21st Century - Video Games or Traditional Sport Disciplines 3. 3. 5

Author: Ladislav Mesarič

Keywords: video games, benefits, bad sides, health, physical activity

Introduction

Nowadays, video gaming is a highly popular and prevalent entertainment option; its use is no longer limited to children and adolescents. Demographic data on video gaming shows that the mean age of video game players is 31 years old and has been on the rise in recent decades. It is a common activity among young adults (Palaus et al., 2016).

New research from innovation charity Nesta reveals that those who play video games are better educated, no less wealthy and more likely than non-games players to participate actively in culture. The findings also turn the gamer stereotype on its head, with women more likely to play than men do and the average gamer being aged 43. However, among those that play, females do so less often than men do. (Nesta, 2017) Gaming is broad and complex. A ‘typical’ gamer may not exist. Based on the written, we can conclude that video games are not just for young people.

In our perception, video games still have something bad.

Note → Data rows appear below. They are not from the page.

//! # On-disk response cache
//!
//! Layout: `{root}/{api}/{view}/{stem}` where the stem is the sanitized
//! identifier for retrievals and an MD5 hex digest of the canonicalized
//! query for searches. Retrieval files hold one JSON document; search
//! files hold newline-delimited JSON, one entry per line. Writes go to a
//! temp file in the same directory and are renamed into place, so a
//! concurrent reader never observes a half-written file.

use crate::config::DirectoriesConfig;
use crate::{Error, Result};
use chrono::{DateTime, Utc};
use serde_json::Value;
use std::path::{Path, PathBuf};
use tracing::debug;

/// Rule governing whether a cached response is reused or re-fetched.
#[derive(Debug, Clone, Copy, PartialEq, Eq, Default)]
pub enum RefreshPolicy {
    /// Never refresh while a cache file exists
    #[default]
    Never,
    /// Always refresh, ignoring any cached file
    Always,
    /// Refresh when the file age in days exceeds the given number
    MaxAgeDays(u32),
}

impl RefreshPolicy {
    /// Pure policy evaluation against a file age in days.
    pub fn requires_refresh(self, age_days: u64) -> bool {
        match self {
            RefreshPolicy::Never => false,
            RefreshPolicy::Always => true,
            RefreshPolicy::MaxAgeDays(max) => age_days > u64::from(max),
        }
    }
}

/// File age in whole days, rounded up.
pub fn age_in_days(now: DateTime<Utc>, mtime: DateTime<Utc>) -> u64 {
    let secs = (now - mtime).num_seconds().max(0) as u64;
    (secs + 86_399) / 86_400
}

/// Maps cache keys to file paths and moves JSON payloads in and out.
#[derive(Debug, Clone)]
pub struct CacheStore {
    directories: DirectoriesConfig,
}

impl CacheStore {
    pub fn new(directories: DirectoriesConfig) -> Self {
        Self { directories }
    }

    fn root_for(&self, api: &str) -> PathBuf {
        self.directories
            .overrides
            .get(api)
            .cloned()
            .unwrap_or_else(|| self.directories.cache_root.join(api))
    }

    /// Cache path for a single-resource retrieval.
    pub fn retrieval_path(&self, api: &str, view: &str, identifier: &str) -> PathBuf {
        self.root_for(api)
            .join(view)
            .join(sanitize_identifier(identifier))
    }

    /// Cache path for a search, derived from the canonicalized query so
    /// structurally identical queries collide to the same file.
    pub fn search_path(&self, api: &str, view: &str, canonical_query: &str) -> PathBuf {
        let digest = md5::compute(canonical_query.as_bytes());
        self.root_for(api).join(view).join(format!("{digest:x}"))
    }

    /// Whether the file at `path` must be refreshed under `policy`.
    ///
    /// A missing file is always stale. An unreadable mtime is treated as
    /// age zero rather than an error.
    pub fn is_stale(&self, path: &Path, policy: RefreshPolicy) -> bool {
        let Ok(metadata) = std::fs::metadata(path) else {
            return true;
        };
        let age = metadata
            .modified()
            .map(|mtime| age_in_days(Utc::now(), DateTime::<Utc>::from(mtime)))
            .unwrap_or(0);
        policy.requires_refresh(age)
    }

    /// Read a whole-file JSON document.
    pub async fn load_single(&self, path: &Path) -> Result<Value> {
        let bytes = tokio::fs::read(path).await?;
        let value = serde_json::from_slice(&bytes)?;
        debug!("Cache hit: {}", path.display());
        Ok(value)
    }

    /// Read newline-delimited JSON, one record per line, skipping blanks.
    pub async fn load_paginated(&self, path: &Path) -> Result<Vec<Value>> {
        let text = tokio::fs::read_to_string(path).await?;
        let mut entries = Vec::new();
        for line in text.lines() {
            if line.trim().is_empty() {
                continue;
            }
            entries.push(serde_json::from_str(line)?);
        }
        debug!("Cache hit: {} ({} entries)", path.display(), entries.len());
        Ok(entries)
    }

    /// Persist a single JSON document.
    pub async fn save_single(&self, path: &Path, value: &Value) -> Result<()> {
        let payload = serde_json::to_vec(value)?;
        self.write_atomic(path, &payload).await
    }

    /// Persist a result list as newline-delimited JSON.
    pub async fn save_paginated(&self, path: &Path, entries: &[Value]) -> Result<()> {
        let mut payload = Vec::new();
        for entry in entries {
            payload.extend_from_slice(&serde_json::to_vec(entry)?);
            payload.push(b'\n');
        }
        self.write_atomic(path, &payload).await
    }

    async fn write_atomic(&self, path: &Path, payload: &[u8]) -> Result<()> {
        let parent = path.parent().ok_or_else(|| Error::InvalidInput {
            field: "path".to_string(),
            reason: format!("cache path {} has no parent directory", path.display()),
        })?;
        tokio::fs::create_dir_all(parent).await?;

        let temp = path.with_extension("tmp");
        tokio::fs::write(&temp, payload).await?;
        tokio::fs::rename(&temp, path).await?;
        debug!("Cached {} bytes at {}", payload.len(), path.display());
        Ok(())
    }
}

/// Identifiers may contain `/` (DOIs, PIIs); it is the path separator, so
/// replace it before using the identifier as a file stem.
fn sanitize_identifier(identifier: &str) -> String {
    identifier.replace('/', "_")
}

#[cfg(test)]
mod tests {
    use super::*;
    use chrono::TimeZone;
    use serde_json::json;
    use std::collections::HashMap;

    fn store(root: &Path) -> CacheStore {
        CacheStore::new(DirectoriesConfig {
            cache_root: root.to_path_buf(),
            overrides: HashMap::new(),
        })
    }

    #[test]
    fn policy_table() {
        // file mtime 5 days old
        assert!(RefreshPolicy::MaxAgeDays(3).requires_refresh(5));
        assert!(!RefreshPolicy::MaxAgeDays(10).requires_refresh(5));
        assert!(RefreshPolicy::Always.requires_refresh(5));
        assert!(!RefreshPolicy::Never.requires_refresh(5));
        // boundary: age equal to the limit is not yet stale
        assert!(!RefreshPolicy::MaxAgeDays(5).requires_refresh(5));
        assert!(RefreshPolicy::MaxAgeDays(5).requires_refresh(6));
    }

    #[test]
    fn age_rounds_up_to_whole_days() {
        let mtime = Utc.with_ymd_and_hms(2024, 3, 1, 12, 0, 0).unwrap();

        let now = Utc.with_ymd_and_hms(2024, 3, 1, 12, 0, 1).unwrap();
        assert_eq!(age_in_days(now, mtime), 1);

        let now = Utc.with_ymd_and_hms(2024, 3, 2, 12, 0, 0).unwrap();
        assert_eq!(age_in_days(now, mtime), 1);

        let now = Utc.with_ymd_and_hms(2024, 3, 2, 12, 0, 1).unwrap();
        assert_eq!(age_in_days(now, mtime), 2);

        assert_eq!(age_in_days(mtime, mtime), 0);
    }

    #[test]
    fn missing_file_is_always_stale() {
        let dir = tempfile::tempdir().unwrap();
        let store = store(dir.path());
        let path = dir.path().join("nope");
        assert!(store.is_stale(&path, RefreshPolicy::Never));
    }

    #[test]
    fn fresh_file_is_not_stale_under_never_or_day_policies() {
        let dir = tempfile::tempdir().unwrap();
        let store = store(dir.path());
        let path = dir.path().join("cached");
        std::fs::write(&path, b"{}").unwrap();

        assert!(!store.is_stale(&path, RefreshPolicy::Never));
        assert!(!store.is_stale(&path, RefreshPolicy::MaxAgeDays(3)));
        assert!(store.is_stale(&path, RefreshPolicy::Always));
    }

    #[test]
    fn identifier_slashes_become_underscores() {
        let dir = tempfile::tempdir().unwrap();
        let store = store(dir.path());
        let path = store.retrieval_path("article-retrieval", "FULL", "10.1016/j.softx.2019.100263");
        assert!(path
            .file_name()
            .unwrap()
            .to_str()
            .unwrap()
            .contains("10.1016_j.softx.2019.100263"));
    }

    #[test]
    fn identical_queries_share_a_path_and_distinct_ones_do_not() {
        let dir = tempfile::tempdir().unwrap();
        let store = store(dir.path());
        let a = store.search_path("scopus-search", "STANDARD", "query=AU-ID(123)&view=STANDARD");
        let b = store.search_path("scopus-search", "STANDARD", "query=AU-ID(123)&view=STANDARD");
        let c = store.search_path("scopus-search", "STANDARD", "query=AU-ID(456)&view=STANDARD");
        assert_eq!(a, b);
        assert_ne!(a, c);
    }

    #[tokio::test]
    async fn single_document_roundtrip() {
        let dir = tempfile::tempdir().unwrap();
        let store = store(dir.path());
        let path = store.retrieval_path("abstract-retrieval", "META", "85012345678");

        let doc = json!({"abstracts-retrieval-response": {"coredata": {"dc:title": "A title"}}});
        store.save_single(&path, &doc).await.unwrap();
        let loaded = store.load_single(&path).await.unwrap();
        assert_eq!(loaded, doc);

        // no temp file left behind
        assert!(!path.with_extension("tmp").exists());
    }

    #[tokio::test]
    async fn paginated_roundtrip_skips_blank_lines() {
        let dir = tempfile::tempdir().unwrap();
        let store = store(dir.path());
        let path = store.search_path("scopus-search", "STANDARD", "query=x");

        let entries = vec![json!({"eid": "1"}), json!({"eid": "2"})];
        store.save_paginated(&path, &entries).await.unwrap();

        // append a blank line, as a trailing newline or manual edit would
        let mut text = std::fs::read_to_string(&path).unwrap();
        text.push('\n');
        std::fs::write(&path, text).unwrap();

        let loaded = store.load_paginated(&path).await.unwrap();
        assert_eq!(loaded, entries);
    }

    #[tokio::test]
    async fn empty_result_set_persists_as_empty_file() {
        let dir = tempfile::tempdir().unwrap();
        let store = store(dir.path());
        let path = store.search_path("scopus-search", "STANDARD", "query=none");

        store.save_paginated(&path, &[]).await.unwrap();
        assert!(path.exists());
        assert!(store.load_paginated(&path).await.unwrap().is_empty());
    }
}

Against this backdrop of nearly ubiquitous play, the popular press regularly pulses out urgent warnings against the perils of addiction to these games and their inevitable link to violence and aggression, especially in children and adolescents (Granic et al., 2016).

Video games are changing and the approach has changed. The more balanced perspective, considers not only the possible negative effects but also the benefits of playing these games.

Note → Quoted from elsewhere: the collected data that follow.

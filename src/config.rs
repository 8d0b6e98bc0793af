//! # Configuration
//!
//! Typed configuration for the client, layered from an optional TOML file
//! and `ELSEVIER__`-prefixed environment variables. The core consumes four
//! sections: `directories` (cache roots), `authentication` (API keys and
//! institutional tokens), `requests` (timeout and retry budget) and
//! `rate_limits` (per-API requests-per-second overrides).

use crate::client::credentials::Credential;
use crate::{Error, Result};
use serde::{Deserialize, Serialize};
use std::collections::HashMap;
use std::path::PathBuf;
use tracing::debug;

/// Default API host; tests point this at a local mock server.
pub const DEFAULT_BASE_URL: &str = "https://api.elsevier.com";

/// Top-level application configuration
#[derive(Debug, Clone, Serialize, Deserialize)]
#[serde(default)]
pub struct Config {
    /// Base URL of the API host
    pub base_url: String,
    /// Cache directory layout
    pub directories: DirectoriesConfig,
    /// API credentials
    pub authentication: AuthenticationConfig,
    /// HTTP request behavior
    pub requests: RequestsConfig,
    /// Per-API throttle overrides
    pub rate_limits: RateLimitsConfig,
}

/// Cache directory layout: one root, optionally overridden per API.
#[derive(Debug, Clone, Serialize, Deserialize)]
#[serde(default)]
pub struct DirectoriesConfig {
    /// Root directory under which per-API cache trees live
    pub cache_root: PathBuf,
    /// Per-API root overrides, keyed by API cache name
    pub overrides: HashMap<String, PathBuf>,
}

/// API credentials: ordered key list plus optional institutional tokens.
///
/// Tokens pair positionally with keys; a token at index `i` belongs to the
/// key at index `i`. There may be fewer tokens than keys, never more.
#[derive(Debug, Clone, Serialize, Deserialize)]
#[serde(default)]
pub struct AuthenticationConfig {
    /// API keys, in preference order
    pub api_keys: Vec<String>,
    /// Institutional tokens, paired positionally with `api_keys`
    pub inst_tokens: Vec<String>,
}

/// HTTP request behavior
#[derive(Debug, Clone, Serialize, Deserialize)]
#[serde(default)]
pub struct RequestsConfig {
    /// Per-request timeout in seconds
    pub timeout_secs: u64,
    /// Transport retry budget for 5xx and network failures
    pub retries: u32,
}

/// Per-API throttle overrides, keyed by API cache name.
///
/// APIs absent from the map use their documented default limit; an entry
/// of 0 disables throttling for that API.
#[derive(Debug, Clone, Serialize, Deserialize, Default)]
#[serde(default)]
pub struct RateLimitsConfig {
    pub overrides: HashMap<String, u32>,
}

impl Default for Config {
    fn default() -> Self {
        Self {
            base_url: DEFAULT_BASE_URL.to_string(),
            directories: DirectoriesConfig::default(),
            authentication: AuthenticationConfig::default(),
            requests: RequestsConfig::default(),
            rate_limits: RateLimitsConfig::default(),
        }
    }
}

impl Default for DirectoriesConfig {
    fn default() -> Self {
        let cache_root = dirs::cache_dir()
            .unwrap_or_else(|| PathBuf::from("."))
            .join("elsevier-client");
        Self {
            cache_root,
            overrides: HashMap::new(),
        }
    }
}

impl Default for AuthenticationConfig {
    fn default() -> Self {
        Self {
            api_keys: Vec::new(),
            inst_tokens: Vec::new(),
        }
    }
}

impl Default for RequestsConfig {
    fn default() -> Self {
        Self {
            timeout_secs: 20,
            retries: 3,
        }
    }
}

impl Config {
    /// Load configuration from the default file location and environment.
    ///
    /// The file (`<config dir>/elsevier-client/config.toml`) is optional;
    /// `ELSEVIER__`-prefixed environment variables override it, e.g.
    /// `ELSEVIER__REQUESTS__TIMEOUT_SECS=30`.
    pub fn load() -> Result<Self> {
        let path = dirs::config_dir()
            .unwrap_or_else(|| PathBuf::from("."))
            .join("elsevier-client")
            .join("config.toml");
        Self::load_from(&path)
    }

    /// Load configuration from an explicit file path plus the environment.
    pub fn load_from(path: &std::path::Path) -> Result<Self> {
        debug!("Loading configuration from {}", path.display());
        let settings = config::Config::builder()
            .add_source(config::File::from(path).required(false))
            .add_source(config::Environment::with_prefix("ELSEVIER").separator("__"))
            .build()?;
        let cfg: Self = settings.try_deserialize()?;
        Ok(cfg)
    }

    /// Write this configuration as TOML, creating parent directories.
    pub fn save_to(&self, path: &std::path::Path) -> Result<()> {
        let rendered = toml::to_string_pretty(self).map_err(|e| Error::InvalidConfig {
            reason: format!("cannot serialize configuration: {e}"),
        })?;
        if let Some(parent) = path.parent() {
            std::fs::create_dir_all(parent)?;
        }
        std::fs::write(path, rendered)?;
        Ok(())
    }

    /// Validate the configuration, failing fast on unusable credentials.
    pub fn validate(&self) -> Result<()> {
        if self.authentication.api_keys.iter().all(|k| k.trim().is_empty()) {
            return Err(Error::MissingCredentials);
        }
        if self.authentication.inst_tokens.len() > self.authentication.api_keys.len() {
            return Err(Error::InvalidConfig {
                reason: format!(
                    "{} institutional tokens configured for {} API keys; tokens pair 1:1 with keys",
                    self.authentication.inst_tokens.len(),
                    self.authentication.api_keys.len()
                ),
            });
        }
        if self.base_url.trim().is_empty() {
            return Err(Error::InvalidConfig {
                reason: "base_url must not be empty".to_string(),
            });
        }
        if self.requests.timeout_secs == 0 {
            return Err(Error::InvalidConfig {
                reason: "requests.timeout_secs must be positive".to_string(),
            });
        }
        Ok(())
    }

    /// Assemble the credential rotation list from the authentication section.
    ///
    /// Keys with an institutional token sort ahead of plain keys; relative
    /// order within each group is preserved.
    pub fn credentials(&self) -> Result<Vec<Credential>> {
        self.validate()?;
        let auth = &self.authentication;
        let mut with_token = Vec::new();
        let mut plain = Vec::new();
        for (i, key) in auth.api_keys.iter().enumerate() {
            if key.trim().is_empty() {
                continue;
            }
            match auth.inst_tokens.get(i).filter(|t| !t.trim().is_empty()) {
                Some(token) => with_token.push(Credential {
                    key: key.clone(),
                    inst_token: Some(token.clone()),
                }),
                None => plain.push(Credential {
                    key: key.clone(),
                    inst_token: None,
                }),
            }
        }
        with_token.extend(plain);
        Ok(with_token)
    }

}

The Benefits of Playing Video Games

According to meta study (Granic et al., 2016) video games provide people with compelling social, cognitive, and emotional experiences and can potentially boost mental health and well-being. Authors find the following benefits:

Cognitive development

Research into action games shows enhanced mental rotation abilities, faster and more accurate attention allocation, higher spatial resolution in visual processing. Meta-analysis studies showed that spatial skills can be learned in a relatively brief time by playing video games and that the results are often comparable to training in formal courses designed to enhance those same skills. Cognitive advantages from video games also appear to produce greater neural processing and efficiency, improve attention functioning and help with pattern recognition. Interactive games also appear to improve creativity as well. Although it is still not clear how well the skills learned from video games generalize to real-world situations, early research results seem promising (Granic et al., 2016).

Emotion

Most gamers play video games for enjoyment and to help improve their mood. Along with distracting them from real-world problems (a special concern for young people looking for escape from bullying or other negative life situations), succeeding in video games can lead to positive feelings, reduced anxiety, and becoming more relaxed.

Motivation

By setting specific tasks and allowing people to work through obstacles to achieve those tasks, video games can help boost self-esteem and help people to learn the value of persistence. By providing immediate feedback as video game players solve problems and achieve greater expertise, players can learn to see themselves as having skills and intelligence they might not otherwise realize they possess. Gaming helps people realize that intelligence can increase with time and effort rather than being fixed.

Social activity

Perhaps more than ever before, video games have become an intensely social activity. Instead of the stereotypical gaming nerd who uses video games to shun social contact, over 70 percent of gamers play with friends, whether as part of a team or in direct competition. Social and prosocial activities are an intrinsic part of the gaming experience with gamers rapidly learning social skills that could generalize to social relationships in the real world.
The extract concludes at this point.